Площадка для этого неоэкспрессионистического полотна — металлическая решетка на полу авансцены, за ней — залитая водой ржавая поверхность, в которую врезается жестяной щит арьерсцены. Актер, отыграв свой фрагмент, уходит назад и двигается по заданным траекториям, создавая фон. В самом начале (без «разогрева» и подготовки) через всхлипы и стоны произносится монолог об огромной физической боли, которую в этот момент испытывает героиня. Позже — кликушеский стриптиз жены, кажется, готовой убить мужа за фригидность. Ужимки «беременного» шоумена-трансвестита, изображающего инструктора в школе для будущих пап и мам… Без связи, без смысловых сцеплений. Как лоскутное одеяло, сшитое хирургическим швом из… не хочется думать, из чего.
Логика расстановки эпизодов такая же загадочная, как логика расположения фетишей на алтаре маньяка. Да, ощущается субъективная потребность автора выстроить материал так, а не иначе; но для смотрящего извне композиция все-таки остается совершенно произвольной. Центральное место занимает сцена-триптих, части которой дотошно иллюстрируют главы учебника по психопатологии. Три анатомических стола, на каждом — голый мужчина. Первый — почти по-иконописному изможденный, третий — необъятный.

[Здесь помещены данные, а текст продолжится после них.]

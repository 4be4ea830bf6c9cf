//! Build metadata captured at compile time.
//!
//! `REGISTRY_GIT_COMMIT` and `REGISTRY_BUILD_TIME` are emitted by `build.rs`
//! and fall back to "unknown" outside a git checkout.

pub const VERSION: &str = env!("CARGO_PKG_VERSION");
pub const GIT_COMMIT: &str = env!("REGISTRY_GIT_COMMIT");
pub const BUILD_TIME: &str = env!("REGISTRY_BUILD_TIME");

/// Short version string for startup logging.
pub fn version_string() -> String {
    format!("{} {} ({})", env!("CARGO_PKG_NAME"), VERSION, GIT_COMMIT)
}
//! Turn Orchestrator
//!
//! Owns the transcript and drives one turn at a time:
//!
//! 1. Reject empty input, unusable configuration, or a turn already in flight
//! 2. Append the user message, store it as a user memory (detached), append
//!    the pending placeholder
//! 3. Search both memory partitions concurrently; a failed search counts as
//!    an empty result
//! 4. Assemble the request and call the completion service
//! 5. Success: replace the placeholder, store the reply as an agent memory
//!    (detached, role rewritten to `user`), announce `MemoriesChanged`
//! 6. Failure: remove the placeholder and surface the error
//!
//! The busy flag is held by a guard for the whole turn. Dropping the guard
//! also removes a placeholder left behind, so a cancelled `send` future never
//! leaves the transcript mid-turn.

use sdk::errors::{EngineError, UserFacing};
use sdk::types::{ChatMessage, OwnerKind, Role};
use std::sync::atomic::{AtomicBool, Ordering};
use std::sync::{Arc, Mutex, RwLock, RwLockReadGuard, RwLockWriteGuard};
use tokio::task::JoinHandle;
use tracing::{debug, error, info, warn};
use uuid::Uuid;

use super::prompt::build_request;
use super::transcript::{Message, Transcript};
use crate::llm::{CompletionError, CompletionGateway};
use crate::memory::{spawn_write, MemoryGateway, PartitionedMemories};
use crate::message_bus::{Event, EventBus};
use crate::secrets::SecretString;
use crate::session::SessionConfig;

/// Why a turn was rejected or failed
#[derive(Debug, Clone, PartialEq, Eq, thiserror::Error)]
pub enum TurnError {
    #[error("Validation error: {0}")]
    Validation(String),

    #[error("A turn is already in flight")]
    Busy,

    #[error("Credential rejected: {0}")]
    Auth(String),

    #[error("Upstream error: {0}")]
    Upstream(String),

    #[error("Completion returned no choices")]
    EmptyChoices,

    #[error("Network error: {0}")]
    Network(String),
}

impl From<CompletionError> for TurnError {
    fn from(err: CompletionError) -> Self {
        match err {
            CompletionError::MissingCredential => {
                TurnError::Validation("completion credential is missing".to_string())
            }
            CompletionError::AuthenticationFailed(body) => TurnError::Auth(body),
            CompletionError::Upstream { status, body } => {
                TurnError::Upstream(format!("HTTP {}: {}", status, body))
            }
            CompletionError::Malformed(reason) => TurnError::Upstream(reason),
            CompletionError::EmptyChoices => TurnError::EmptyChoices,
            CompletionError::NetworkError(reason) => TurnError::Network(reason),
        }
    }
}

impl UserFacing for TurnError {
    fn user_hint(&self) -> &str {
        match self {
            TurnError::Validation(_) => "Enter a message and make sure both API keys are set",
            TurnError::Busy => "Wait for the current reply before sending again",
            TurnError::Auth(_) => "The completion service rejected the API key",
            TurnError::Upstream(_) => "The completion service returned an error",
            TurnError::EmptyChoices => "The model returned no reply",
            TurnError::Network(_) => "Could not reach the completion service",
        }
    }

    fn is_recoverable(&self) -> bool {
        !matches!(self, TurnError::Auth(_))
    }
}

impl From<TurnError> for EngineError {
    fn from(err: TurnError) -> Self {
        match err {
            TurnError::Validation(msg) => EngineError::Validation(msg),
            TurnError::Busy => EngineError::Validation("a turn is already in flight".to_string()),
            TurnError::Auth(_) => EngineError::CredentialRejected("completion service".to_string()),
            TurnError::Upstream(msg) => EngineError::CompletionService(msg),
            TurnError::EmptyChoices => {
                EngineError::CompletionService("completion returned no choices".to_string())
            }
            TurnError::Network(msg) => EngineError::Network(msg),
        }
    }
}

/// Drives turns for one session
pub struct TurnOrchestrator {
    config: RwLock<SessionConfig>,
    transcript: RwLock<Transcript>,
    busy: AtomicBool,
    memory: Arc<dyn MemoryGateway>,
    completion: Arc<dyn CompletionGateway>,
    bus: Arc<EventBus>,
    writes: Mutex<Vec<JoinHandle<()>>>,
}

/// Holds the busy flag for one turn
struct TurnGuard<'a> {
    orchestrator: &'a TurnOrchestrator,
}

impl Drop for TurnGuard<'_> {
    fn drop(&mut self) {
        self.orchestrator.write_transcript().discard_pending();
        self.orchestrator.busy.store(false, Ordering::Release);
    }
}

impl TurnOrchestrator {
    /// Create an orchestrator whose transcript opens with the greeting
    pub fn new(
        config: SessionConfig,
        memory: Arc<dyn MemoryGateway>,
        completion: Arc<dyn CompletionGateway>,
        bus: Arc<EventBus>,
    ) -> Self {
        let transcript = Transcript::with_greeting(config.initial_message.clone());
        Self {
            config: RwLock::new(config),
            transcript: RwLock::new(transcript),
            busy: AtomicBool::new(false),
            memory,
            completion,
            bus,
            writes: Mutex::new(Vec::new()),
        }
    }

    /// Run one turn for `input`.
    ///
    /// Returns the assistant reply as it was appended to the transcript.
    pub async fn send(&self, input: &str) -> Result<ChatMessage, TurnError> {
        if input.trim().is_empty() {
            return Err(TurnError::Validation("message is empty".to_string()));
        }

        // Read-copy: a settings change cannot reach an in-flight turn
        let config = self.config();
        if !config.is_usable() {
            let missing: Vec<&str> = config
                .missing_credentials()
                .iter()
                .map(|f| f.key())
                .collect();
            return Err(TurnError::Validation(format!(
                "missing credentials: {}",
                missing.join(", ")
            )));
        }

        let _guard = self.acquire()?;
        let turn_id = Uuid::new_v4().to_string();
        info!("Turn {} started", turn_id);
        self.bus
            .publish(Event::TurnStarted {
                turn_id: turn_id.clone(),
            })
            .await;

        let user_message = ChatMessage::user(input);
        self.write_transcript()
            .push(Message::from(user_message.clone()));
        self.store_memory(
            user_message,
            OwnerKind::User,
            &config.user_id,
            &config.memory_api_key,
        );
        self.write_transcript().push_pending();

        let memories = self.search_both(input, &config).await;
        debug!(
            "Turn {} found {} user / {} companion memories",
            turn_id,
            memories.user.len(),
            memories.agent.len()
        );

        let request = build_request(&config.system_prompt, &self.read_transcript(), &memories);

        match self
            .completion
            .complete(&config.model, &request, &config.completion_api_key)
            .await
        {
            Ok(reply) => {
                self.write_transcript()
                    .resolve_pending(Message::from(reply.clone()));
                self.store_memory(
                    reply.clone().with_role(Role::User),
                    OwnerKind::Agent,
                    &config.agent_id,
                    &config.memory_api_key,
                );

                info!("Turn {} resolved", turn_id);
                self.bus.publish(Event::TurnResolved { turn_id }).await;
                self.bus.publish(Event::MemoriesChanged).await;
                Ok(reply)
            }
            Err(e) => {
                self.write_transcript().discard_pending();
                let err = TurnError::from(e);

                error!("Turn {} failed: {}", turn_id, err);
                self.bus
                    .publish(Event::TurnFailed {
                        turn_id,
                        error: err.to_string(),
                    })
                    .await;
                Err(err)
            }
        }
    }

    /// Restore the transcript to the current greeting
    pub fn reset(&self) -> Result<(), TurnError> {
        let _guard = self.acquire()?;
        let greeting = self.config().initial_message;
        *self.write_transcript() = Transcript::with_greeting(greeting);
        debug!("Transcript reset");
        Ok(())
    }

    /// Use `config` for subsequent turns
    pub fn update_config(&self, config: SessionConfig) {
        *self
            .config
            .write()
            .unwrap_or_else(|poisoned| poisoned.into_inner()) = config;
    }

    /// Snapshot of the configuration used by the next turn
    pub fn config(&self) -> SessionConfig {
        self.config
            .read()
            .unwrap_or_else(|poisoned| poisoned.into_inner())
            .clone()
    }

    /// Snapshot of the transcript
    pub fn transcript(&self) -> Transcript {
        self.read_transcript().clone()
    }

    pub fn is_busy(&self) -> bool {
        self.busy.load(Ordering::Acquire)
    }

    /// Wait for every outstanding memory write
    pub async fn flush_writes(&self) {
        let handles: Vec<JoinHandle<()>> = {
            let mut writes = self
                .writes
                .lock()
                .unwrap_or_else(|poisoned| poisoned.into_inner());
            writes.drain(..).collect()
        };

        for handle in handles {
            if let Err(e) = handle.await {
                warn!("Memory write task ended abnormally: {}", e);
            }
        }
    }

    fn acquire(&self) -> Result<TurnGuard<'_>, TurnError> {
        self.busy
            .compare_exchange(false, true, Ordering::AcqRel, Ordering::Acquire)
            .map_err(|_| TurnError::Busy)?;
        Ok(TurnGuard { orchestrator: self })
    }

    async fn search_both(&self, query: &str, config: &SessionConfig) -> PartitionedMemories {
        let (user, agent) = futures::join!(
            self.search_or_empty(query, OwnerKind::User, &config.user_id, &config.memory_api_key),
            self.search_or_empty(query, OwnerKind::Agent, &config.agent_id, &config.memory_api_key),
        );
        PartitionedMemories { user, agent }
    }

    async fn search_or_empty(
        &self,
        query: &str,
        owner: OwnerKind,
        id: &str,
        credential: &SecretString,
    ) -> Vec<String> {
        match self.memory.search(query, owner, id, credential).await {
            Ok(hits) => hits.into_iter().map(|hit| hit.text).collect(),
            Err(e) => {
                warn!("Search of {} memories failed, continuing without: {}", owner, e);
                Vec::new()
            }
        }
    }

    fn store_memory(&self, message: ChatMessage, owner: OwnerKind, id: &str, credential: &SecretString) {
        let handle = spawn_write(
            Arc::clone(&self.memory),
            vec![message],
            owner,
            id.to_string(),
            credential.clone(),
        );

        let mut writes = self
            .writes
            .lock()
            .unwrap_or_else(|poisoned| poisoned.into_inner());
        writes.retain(|h| !h.is_finished());
        writes.push(handle);
    }

    fn read_transcript(&self) -> RwLockReadGuard<'_, Transcript> {
        self.transcript
            .read()
            .unwrap_or_else(|poisoned| poisoned.into_inner())
    }

    fn write_transcript(&self) -> RwLockWriteGuard<'_, Transcript> {
        self.transcript
            .write()
            .unwrap_or_else(|poisoned| poisoned.into_inner())
    }
}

К каждому из них по очереди приходит мать и, не замечая того, что сын мертв, предъявляет претензии. Одна обвиняет ребенка в том, что он не хочет ее тела, вторая (пьяная, с воздушными шарами в дурацком колпаке) в том, что он не веселится, не празднует своего дня рождения. Третья говорит своему, что он — сын Бога, она принесла его в жертву, да как-то мало дивидендов… Потом его голое тело будут волочить по сцене (так, как в александринском «Гамлете» волокут куклу Полония).
Помните, Воланд говорил, что видел не только голых женщин, но и женщин без кожи? После таких сцен перестаешь чему-либо удивляться и, подчиняясь законам спектакля, покорно ждешь еще более обстоятельного обнажения. Вскрытия. Не избавиться от ощущения, что тело в этих сценах не больше, чем тело (как бывает в спектаклях, где одежду снимают ради обнажения смыслов), а всегда меньше. Живая плоть воспринимается не как чувственный сосуд для души, а как контейнер для органов. Хотя и этот контейнер могут желать. Человек как килограммы мяса и приспособление для секса. Высшая нервная деятельность на зачаточном уровне. Только телесный голод, выворачивающий наизнанку, и боль. Но этой боли невозможно сопереживать, потому что подсознание ощетинивается, потому что есть пределы отождествления.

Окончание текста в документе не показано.